Firstly in Islam, although divorce is permissible, it is regarded as the most abhorrent of permissible acts. Therefore it is incumbent on anyone close to the family threatened by divorce, to do whatever they can to reconcile the couple or make reconciliation easier for them before a divorce is made.
There are four variations of divorce in Islam, three of which have approximate equivalents in English law and the fourth is the ‘Ta’alaq’.
Firstly if the couple agree to divorce by mutual consent they can petition a Qadi (someone learned in Shari’ah to hear the case) to annul the marriage in front of two witnesses.
Secondly if one partner wishes but the other does not, he or she can still petition the Qadi for the same end. In this case the aggrieved party takes an oath that he or she has been betrayed by the partner, repeated three times, and the fourth time adds an oath that the aggrieved party him/herself deserves the punishment of the Fire if lying. The partner then repeats the same oaths against the instigating partner, from which the objective judgement is that an irretrievable breakdown of the marriage has occurred.

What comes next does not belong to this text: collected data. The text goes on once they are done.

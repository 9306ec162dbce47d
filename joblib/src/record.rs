use crate::error::{JobError, Result};
use crate::types::{AssetName, JobId, ProcessingMode};
use chrono::{DateTime, Utc};
use serde::{Deserialize, Serialize};

/// Lifecycle of a job. The terminal variants carry their payload, so a finished
/// record holds either a result or an error, never both.
#[derive(Clone, Debug, PartialEq, Eq, Serialize, Deserialize)]
#[serde(tag = "status", rename_all = "lowercase")]
pub enum JobStatus {
    Processing,
    Completed {
        /// Stored name of the produced asset.
        result: AssetName,
        /// Whatever the worker wrote to stdout.
        output: String,
    },
    Failed {
        error: String,
    },
}

impl JobStatus {
    pub fn is_terminal(&self) -> bool {
        !matches!(self, JobStatus::Processing)
    }

    pub fn label(&self) -> &'static str {
        match self {
            JobStatus::Processing => "processing",
            JobStatus::Completed { .. } => "completed",
            JobStatus::Failed { .. } => "failed",
        }
    }
}

/// Tracked state of one worker invocation.
#[derive(Clone, Debug, PartialEq, Eq, Serialize, Deserialize)]
#[serde(rename_all = "camelCase")]
pub struct JobRecord {
    pub id: JobId,
    /// Stored name of the input asset.
    pub asset: AssetName,
    #[serde(flatten)]
    pub mode: ProcessingMode,
    #[serde(flatten)]
    pub status: JobStatus,
    #[serde(rename = "startTime", with = "chrono::serde::ts_milliseconds")]
    pub started_at: DateTime<Utc>,
    #[serde(
        rename = "finishTime",
        default,
        skip_serializing_if = "Option::is_none",
        with = "chrono::serde::ts_milliseconds_option"
    )]
    pub finished_at: Option<DateTime<Utc>>,
}

impl JobRecord {
    pub fn new(id: JobId, asset: AssetName, mode: ProcessingMode) -> Self {
        Self {
            id,
            asset,
            mode,
            status: JobStatus::Processing,
            started_at: Utc::now(),
            finished_at: None,
        }
    }

    /// Move the record into a terminal state. Only the first terminal write is accepted.
    pub(crate) fn finish(&mut self, status: JobStatus) -> Result<()> {
        if self.status.is_terminal() {
            return Err(JobError::AlreadyTerminal(self.id));
        }
        debug_assert!(status.is_terminal());
        self.status = status;
        self.finished_at = Some(Utc::now());
        Ok(())
    }
}
use crate::actors::registry::JobRegistryHandle;
use crate::actors::supervisor::{ExecutorSupervisor, WorkerConfig};
use crate::assets::{AssetRef, AssetStore};
use crate::error::Result;
use crate::naming;
use crate::record::JobRecord;
use crate::types::{JobId, ProcessingMode};
use tokio::fs::File;
use uuid::Uuid;

/// Boundary operations of the job service: submit assets, start jobs, and read back
/// job state and produced assets.
///
/// Cheap to clone; clones share the same store, registry and supervisor.
#[derive(Clone)]
pub struct Orchestrator {
    store: AssetStore,
    registry: JobRegistryHandle,
    supervisor: ExecutorSupervisor,
}

impl Orchestrator {
    pub fn new(
        store: AssetStore,
        registry: JobRegistryHandle,
        supervisor: ExecutorSupervisor,
    ) -> Self {
        Self {
            store,
            registry,
            supervisor,
        }
    }

    /// Wire up a fresh registry and a supervisor for `worker` around `store`.
    pub fn spawn(store: AssetStore, worker: WorkerConfig, registry_capacity: usize) -> Self {
        let registry = JobRegistryHandle::spawn(registry_capacity);
        let supervisor = ExecutorSupervisor::new(worker, registry.clone());
        Self::new(store, registry, supervisor)
    }

    pub fn store(&self) -> &AssetStore {
        &self.store
    }

    pub async fn submit_asset(&self, bytes: &[u8], filename: &str) -> Result<AssetRef> {
        self.store.store(bytes, filename).await
    }

    /// Start a job for the stored asset `asset` and return its id without waiting for
    /// the worker.
    ///
    /// Nothing is recorded when the asset is missing or has no derivable output name.
    pub async fn start_job(&self, asset: &str, mode: ProcessingMode) -> Result<JobId> {
        let asset_path = self.store.locate(asset).await?;
        naming::processed_name(asset)?;

        let job_id = Uuid::now_v7();
        self.registry.create(job_id, asset.to_string(), mode).await?;
        self.supervisor.launch(job_id, asset, &asset_path, mode).await;
        Ok(job_id)
    }

    pub async fn get_status(&self, job_id: JobId) -> Result<JobRecord> {
        self.registry.get(job_id).await
    }

    pub async fn list_jobs(&self) -> Result<Vec<JobRecord>> {
        self.registry.list().await
    }

    pub async fn download_asset(&self, name: &str) -> Result<(File, u64)> {
        self.store.retrieve(name).await
    }
}
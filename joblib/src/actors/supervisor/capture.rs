/// Accumulates one output stream of a worker, keeping at most `limit` bytes.
///
/// Bytes past the limit are counted and dropped so a chatty worker cannot grow a job
/// record without bound.
#[derive(Debug)]
pub struct CapturedOutput {
    bytes: Vec<u8>,
    limit: usize,
    dropped: usize,
}

impl CapturedOutput {
    pub fn new(limit: usize) -> Self {
        Self {
            bytes: Vec::new(),
            limit,
            dropped: 0,
        }
    }

    pub fn push(&mut self, chunk: &[u8]) {
        let room = self.limit.saturating_sub(self.bytes.len());
        let kept = room.min(chunk.len());
        self.bytes.extend_from_slice(&chunk[..kept]);
        self.dropped += chunk.len() - kept;
    }

    /// Lossy UTF-8 text of what was kept, with a marker if anything was dropped.
    pub fn into_text(self) -> String {
        let mut text = String::from_utf8_lossy(&self.bytes).into_owned();
        if self.dropped > 0 {
            text.push_str(&format!("\n[{} more bytes truncated]", self.dropped));
        }
        text
    }
}
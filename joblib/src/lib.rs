mod actors;
pub mod assets;
pub mod error;
pub mod naming;
mod orchestrator;
pub mod record;
pub mod types;

// re-export the registry handle as if it is the registry itself.
pub use actors::registry::JobRegistryHandle as JobRegistry;
pub use actors::supervisor::{ExecutorSupervisor, WorkerConfig, DEFAULT_OUTPUT_LIMIT};
pub use assets::{AssetRef, AssetStore, DEFAULT_MAX_ASSET_BYTES};
pub use error::JobError;
pub use orchestrator::Orchestrator;
pub use record::{JobRecord, JobStatus};
pub use types::{JobId, ProcessingMode};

The third case is a de facto separation. If a couple have been living apart for at least two years and one partner has no intention of returning to the other, the other partner can action a divorce by petitioning a Qadi to annul the marriage unilaterally.
Finally the ‘Ta’alaq’ divorce. The procedure is that the husband may pronounce one “Ta’alaq” to the wife. They must wait one month (equal in fact to the period between menses) before he pronounces the second “Ta’alaq”. Meanwhile they must live in the same household as before without physical contact between them. Also the relatives and friends will now be on hand to try to bring about understanding and try for reconciliation. If there is any physical contact between the two, the marriage resumes unbroken. Otherwise, after the first month the husband pronounces a second “Ta’alaq” and similarly after 2 months the third “Ta’alaq”. When three monthly courses have passed in this way with no reconciliation, the divorce has been completed.
“A divorce (Ta’alaq) is only permissible twice: after that the parties should either hold together on equitable terms, or separate with kindness.” (Holy Qur’an, Surah Baqarah, v 229)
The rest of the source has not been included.